The percent identity of human and mouse AS cassette exons plotted against exon size. Only AS single cassette events that are transcriptionally supported in both species are included. “% exonic similarity” represents the percentage similarity of each orthologous AS cassette pair at the base pair level. Cassettes linked to CDS are blue, whereas those linked to NMD are red. For comparison, the 1,118 constitutive internal exons for those genes displaying conserved AS are plotted in green. A cut-off of 300 bp has been used for exon size. The vertical dotted line marks the first quartile value of the median exon size, whereas the horizontal dotted line marks the upper standard deviation limit of the average exon percentage identity. AS cassettes linked to both CDS and NMD tend to be shorter and more similar at the sequence level than the control exons. However, this does not hold true for all AS cassettes; for example, although 14 have exon scores of 100%, 17 fall have scores falling below the average score for the control set exons.

FIG. 3.

The conservation of four alternative splicing events within RBM39. The RMB39 gene for RNA binding motif protein 39 contains six AS events conserved between human and mouse, four of which are highlighted here.
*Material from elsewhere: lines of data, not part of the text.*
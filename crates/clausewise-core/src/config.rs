//! Layered runtime settings
//!
//! Precedence, lowest to highest: built-in defaults, TOML file, environment
//! variables, then whatever the caller (usually the CLI) overrides afterwards.
//!
//! ```toml
//! backend = "gemini"
//! render_mode = "structured"
//! stream = false
//! system_prompt_file = "system_prompt.txt"
//! request_timeout_secs = 120
//! max_upload_mb = 32
//! allowed_origins = ["http://localhost:3000"]
//!
//! [gemini]
//! model = "gemini-2.5-flash"
//! ```

use std::path::{Path, PathBuf};
use std::time::Duration;

use serde::Deserialize;
use tracing::{debug, warn};

use crate::ai::gemini::{DEFAULT_GEMINI_API_VERSION, DEFAULT_GEMINI_HOST, DEFAULT_GEMINI_MODEL};
use crate::error::{Error, Result};
use crate::prompts::{SystemPromptSource, DEFAULT_SYSTEM_PROMPT};
use crate::render::RenderMode;

/// Default request deadline in seconds
pub const DEFAULT_REQUEST_TIMEOUT_SECS: u64 = 120;

/// Default upload limit in MiB
pub const DEFAULT_MAX_UPLOAD_MB: u64 = 32;

/// Which AI backend to talk to
#[derive(Debug, Clone, Copy, Default, PartialEq, Eq, Deserialize)]
#[serde(rename_all = "lowercase")]
pub enum BackendKind {
    #[default]
    Gemini,
    Mock,
}

impl BackendKind {
    pub fn as_str(&self) -> &'static str {
        match self {
            BackendKind::Gemini => "gemini",
            BackendKind::Mock => "mock",
        }
    }
}

/// Gemini endpoint settings (the API key always comes from the environment)
#[derive(Debug, Clone, PartialEq, Eq, Deserialize)]
#[serde(default)]
pub struct GeminiSettings {
    pub host: String,
    pub api_version: String,
    pub model: String,
}

impl Default for GeminiSettings {
    fn default() -> Self {
        Self {
            host: DEFAULT_GEMINI_HOST.to_string(),
            api_version: DEFAULT_GEMINI_API_VERSION.to_string(),
            model: DEFAULT_GEMINI_MODEL.to_string(),
        }
    }
}

/// Resolved application settings
#[derive(Debug, Clone, PartialEq, Eq, Deserialize)]
#[serde(default, deny_unknown_fields)]
pub struct Settings {
    pub backend: BackendKind,
    pub render_mode: RenderMode,
    /// Forward partial output as it arrives (plain mode only)
    pub stream: bool,
    /// Instruction file, read fresh on every request
    pub system_prompt_file: Option<PathBuf>,
    /// Inline instruction text (ignored when a file is configured)
    pub system_prompt: Option<String>,
    pub request_timeout_secs: u64,
    pub max_upload_mb: u64,
    /// Extra CORS origins (same-origin only when empty)
    pub allowed_origins: Vec<String>,
    pub gemini: GeminiSettings,
}

impl Default for Settings {
    fn default() -> Self {
        Self {
            backend: BackendKind::default(),
            render_mode: RenderMode::default(),
            stream: false,
            system_prompt_file: None,
            system_prompt: None,
            request_timeout_secs: DEFAULT_REQUEST_TIMEOUT_SECS,
            max_upload_mb: DEFAULT_MAX_UPLOAD_MB,
            allowed_origins: Vec::new(),
            gemini: GeminiSettings::default(),
        }
    }
}

impl Settings {
    /// Load settings from defaults, an optional TOML file and the environment
    ///
    /// An explicit `path` must exist. Without one, the platform config file
    /// (`<config_dir>/clausewise/config.toml`) is used if present.
    pub fn load(path: Option<&Path>) -> Result<Self> {
        let mut settings = match path {
            Some(path) => Self::from_file(path)?,
            None => match default_config_path().filter(|p| p.is_file()) {
                Some(path) => Self::from_file(&path)?,
                None => Self::default(),
            },
        };
        settings.apply_env(|key| std::env::var(key).ok())?;
        settings.validate()?;
        Ok(settings)
    }

    /// Parse a TOML settings file
    pub fn from_file(path: &Path) -> Result<Self> {
        let content = std::fs::read_to_string(path).map_err(|e| {
            Error::Config(format!("Failed to read config file '{}': {}", path.display(), e))
        })?;
        let settings = Self::from_toml(&content).map_err(|e| {
            Error::Config(format!("Failed to parse config file '{}': {}", path.display(), e))
        })?;
        debug!(path = %path.display(), "Loaded config file");
        Ok(settings)
    }

    /// Parse settings from TOML text
    pub fn from_toml(content: &str) -> Result<Self> {
        toml::from_str(content).map_err(|e| Error::Config(e.to_string()))
    }

    /// Overlay environment variables, looked up through `lookup`
    pub fn apply_env<F>(&mut self, lookup: F) -> Result<()>
    where
        F: Fn(&str) -> Option<String>,
    {
        let get = |key: &str| lookup(key).map(|v| v.trim().to_string()).filter(|v| !v.is_empty());

        if let Some(backend) = get("AI_BACKEND") {
            match backend.to_lowercase().as_str() {
                "gemini" => self.backend = BackendKind::Gemini,
                "mock" => self.backend = BackendKind::Mock,
                _ => {
                    warn!(backend = %backend, "Unknown AI_BACKEND, falling back to gemini");
                    self.backend = BackendKind::Gemini;
                }
            }
        }
        if let Some(mode) = get("CLAUSEWISE_RENDER_MODE") {
            self.render_mode = mode.parse()?;
        }
        if let Some(stream) = get("CLAUSEWISE_STREAM") {
            self.stream = parse_bool("CLAUSEWISE_STREAM", &stream)?;
        }
        if let Some(path) = get("CLAUSEWISE_SYSTEM_PROMPT_FILE") {
            self.system_prompt_file = Some(PathBuf::from(path));
        }
        if let Some(secs) = get("CLAUSEWISE_REQUEST_TIMEOUT_SECS") {
            self.request_timeout_secs = parse_number("CLAUSEWISE_REQUEST_TIMEOUT_SECS", &secs)?;
        }
        if let Some(mb) = get("CLAUSEWISE_MAX_UPLOAD_MB") {
            self.max_upload_mb = parse_number("CLAUSEWISE_MAX_UPLOAD_MB", &mb)?;
        }
        if let Some(origins) = get("CLAUSEWISE_ALLOWED_ORIGINS") {
            self.allowed_origins = origins
                .split(',')
                .map(|o| o.trim().to_string())
                .filter(|o| !o.is_empty())
                .collect();
        }
        if let Some(host) = get("GEMINI_HOST") {
            self.gemini.host = host;
        }
        if let Some(version) = get("GEMINI_API_VERSION") {
            self.gemini.api_version = version;
        }
        if let Some(model) = get("GEMINI_MODEL") {
            self.gemini.model = model;
        }
        Ok(())
    }

    /// Reject settings that cannot work
    pub fn validate(&self) -> Result<()> {
        let mut errors = Vec::new();
        if self.request_timeout_secs == 0 {
            errors.push("request_timeout_secs must be positive");
        }
        if self.max_upload_mb == 0 {
            errors.push("max_upload_mb must be positive");
        }
        if self.gemini.model.trim().is_empty() {
            errors.push("gemini.model must not be empty");
        }
        if errors.is_empty() {
            Ok(())
        } else {
            Err(Error::Config(errors.join("; ")))
        }
    }

    /// Where the system prompt comes from
    pub fn prompt_source(&self) -> SystemPromptSource {
        match (&self.system_prompt_file, &self.system_prompt) {
            (Some(path), _) => SystemPromptSource::File(path.clone()),
            (None, Some(text)) => SystemPromptSource::Inline(text.clone()),
            (None, None) => SystemPromptSource::Inline(DEFAULT_SYSTEM_PROMPT.to_string()),
        }
    }

    /// Whether answers are forwarded as they arrive
    ///
    /// Structured rendering needs the whole answer, so it never streams.
    pub fn streams(&self) -> bool {
        self.stream && self.render_mode == RenderMode::Plain
    }

    /// Upload limit in bytes
    pub fn max_upload_size(&self) -> usize {
        (self.max_upload_mb as usize).saturating_mul(1024 * 1024)
    }

    pub fn request_timeout(&self) -> Duration {
        Duration::from_secs(self.request_timeout_secs)
    }
}

/// `<config_dir>/clausewise/config.toml`
pub fn default_config_path() -> Option<PathBuf> {
    dirs::config_dir().map(|d| d.join("clausewise").join("config.toml"))
}

fn parse_bool(key: &str, value: &str) -> Result<bool> {
    match value.to_lowercase().as_str() {
        "1" | "true" | "yes" | "on" => Ok(true),
        "0" | "false" | "no" | "off" => Ok(false),
        _ => Err(Error::Config(format!("{} must be a boolean, got '{}'", key, value))),
    }
}

fn parse_number(key: &str, value: &str) -> Result<u64> {
    value
        .parse()
        .map_err(|_| Error::Config(format!("{} must be a positive integer, got '{}'", key, value)))
}

#[cfg(test)]
mod tests {
    use super::*;
    use std::collections::HashMap;
    use std::io::Write;

    fn env(pairs: &[(&str, &str)]) -> impl Fn(&str) -> Option<String> {
        let map: HashMap<String, String> = pairs
            .iter()
            .map(|(k, v)| (k.to_string(), v.to_string()))
            .collect();
        move |key| map.get(key).cloned()
    }

    #[test]
    fn test_defaults() {
        let settings = Settings::default();
        assert_eq!(settings.backend, BackendKind::Gemini);
        assert_eq!(settings.render_mode, RenderMode::Plain);
        assert_eq!(settings.max_upload_size(), 32 * 1024 * 1024);
        assert_eq!(settings.request_timeout(), Duration::from_secs(120));
        assert_eq!(settings.gemini.model, "gemini-2.5-flash");
        assert!(settings.validate().is_ok());
    }

    #[test]
    fn test_toml_partial_file() {
        let settings = Settings::from_toml(
            r#"
            render_mode = "structured"
            max_upload_mb = 8

            [gemini]
            model = "gemini-2.5-pro"
            "#,
        )
        .unwrap();
        assert_eq!(settings.render_mode, RenderMode::Structured);
        assert_eq!(settings.max_upload_mb, 8);
        assert_eq!(settings.gemini.model, "gemini-2.5-pro");
        assert_eq!(settings.gemini.api_version, "v1");
        assert_eq!(settings.request_timeout_secs, 120);
    }

    #[test]
    fn test_toml_rejects_unknown_keys() {
        assert!(matches!(
            Settings::from_toml("render_mod = \"plain\""),
            Err(Error::Config(_))
        ));
    }

    #[test]
    fn test_env_overrides_file() {
        let mut settings = Settings::from_toml("render_mode = \"plain\"\nstream = false").unwrap();
        settings
            .apply_env(env(&[
                ("AI_BACKEND", "MOCK"),
                ("CLAUSEWISE_RENDER_MODE", "structured"),
                ("CLAUSEWISE_STREAM", "yes"),
                ("CLAUSEWISE_ALLOWED_ORIGINS", "http://a.test, http://b.test,"),
                ("GEMINI_MODEL", "gemini-test"),
            ]))
            .unwrap();

        assert_eq!(settings.backend, BackendKind::Mock);
        assert_eq!(settings.render_mode, RenderMode::Structured);
        assert!(settings.stream);
        assert!(!settings.streams());
        assert_eq!(settings.allowed_origins, vec!["http://a.test", "http://b.test"]);
        assert_eq!(settings.gemini.model, "gemini-test");
    }

    #[test]
    fn test_env_invalid_values() {
        let mut settings = Settings::default();
        assert!(settings.apply_env(env(&[("CLAUSEWISE_STREAM", "maybe")])).is_err());
        assert!(settings
            .apply_env(env(&[("CLAUSEWISE_MAX_UPLOAD_MB", "-3")]))
            .is_err());
        assert!(settings
            .apply_env(env(&[("CLAUSEWISE_RENDER_MODE", "fancy")]))
            .is_err());
    }

    #[test]
    fn test_unknown_backend_falls_back_to_gemini() {
        let mut settings = Settings {
            backend: BackendKind::Mock,
            ..Settings::default()
        };
        settings.apply_env(env(&[("AI_BACKEND", "openai")])).unwrap();
        assert_eq!(settings.backend, BackendKind::Gemini);
    }

    #[test]
    fn test_validate_rejects_zero_limits() {
        let settings = Settings {
            request_timeout_secs: 0,
            max_upload_mb: 0,
            ..Settings::default()
        };
        match settings.validate() {
            Err(Error::Config(msg)) => {
                assert!(msg.contains("request_timeout_secs"));
                assert!(msg.contains("max_upload_mb"));
            }
            other => panic!("Expected config error, got {:?}", other),
        }
    }

    #[test]
    fn test_prompt_source_precedence() {
        let mut settings = Settings::default();
        assert_eq!(
            settings.prompt_source(),
            SystemPromptSource::Inline(DEFAULT_SYSTEM_PROMPT.to_string())
        );

        settings.system_prompt = Some("inline".into());
        assert_eq!(settings.prompt_source(), SystemPromptSource::Inline("inline".into()));

        settings.system_prompt_file = Some(PathBuf::from("/etc/prompt.txt"));
        assert_eq!(
            settings.prompt_source(),
            SystemPromptSource::File(PathBuf::from("/etc/prompt.txt"))
        );
    }

    #[test]
    fn test_from_file() {
        let mut file = tempfile::NamedTempFile::new().unwrap();
        writeln!(file, "stream = true\nrequest_timeout_secs = 30").unwrap();

        let settings = Settings::from_file(file.path()).unwrap();
        assert!(settings.streams());
        assert_eq!(settings.request_timeout(), Duration::from_secs(30));

        let missing = Settings::from_file(Path::new("/nonexistent/clausewise.toml"));
        assert!(matches!(missing, Err(Error::Config(_))));
    }
}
The central panel shows the structure of these four splice variants in human (5′ and 3′ UTRs shown in red; CDS in green; NMD region in purple) and the Phastcons conservation plot. The peripheral panels contain genomic alignments taken initially from the conservation track resources at the UCSC genome browser (Siepel et al. 2005; Pollard et al. 2010). Splice acceptor sites of the form [N/GT] are represented by black triangles, splice donor sites of the form [NAG] by gray triangles, and termination codons by blue triangles. Two of the AS events are “poison” exons, introducing PTCs predicted to induce NMD. (a) Poison exon 1 is 98.6% identical at the base pair level between human and Xenopus and has transcriptional support in zebrafish. The UCSC alignment of the zebrafish splice donor site has been corrected based on manual analysis, whereas the PTC used in this genome is found in the subsequent exon. (b) In contrast, poison exon 2 cannot be aligned in any genomes beyond that of opossum. (c) Two AS acceptor sites are found for this exon in human and mouse; the first (i) is limited to mammalian genomes, whereas the second (ii) exists (often with a “wobble” on the first base pair) in all genomes back to Xenopus (where there is transcriptional support). (d) The alternative final exon uses a splice site found in mammals genomes only, although the STOP codon seen in mouse and other mammalian genomes is absent in apes; the human and mouse CDS are thus significantly different.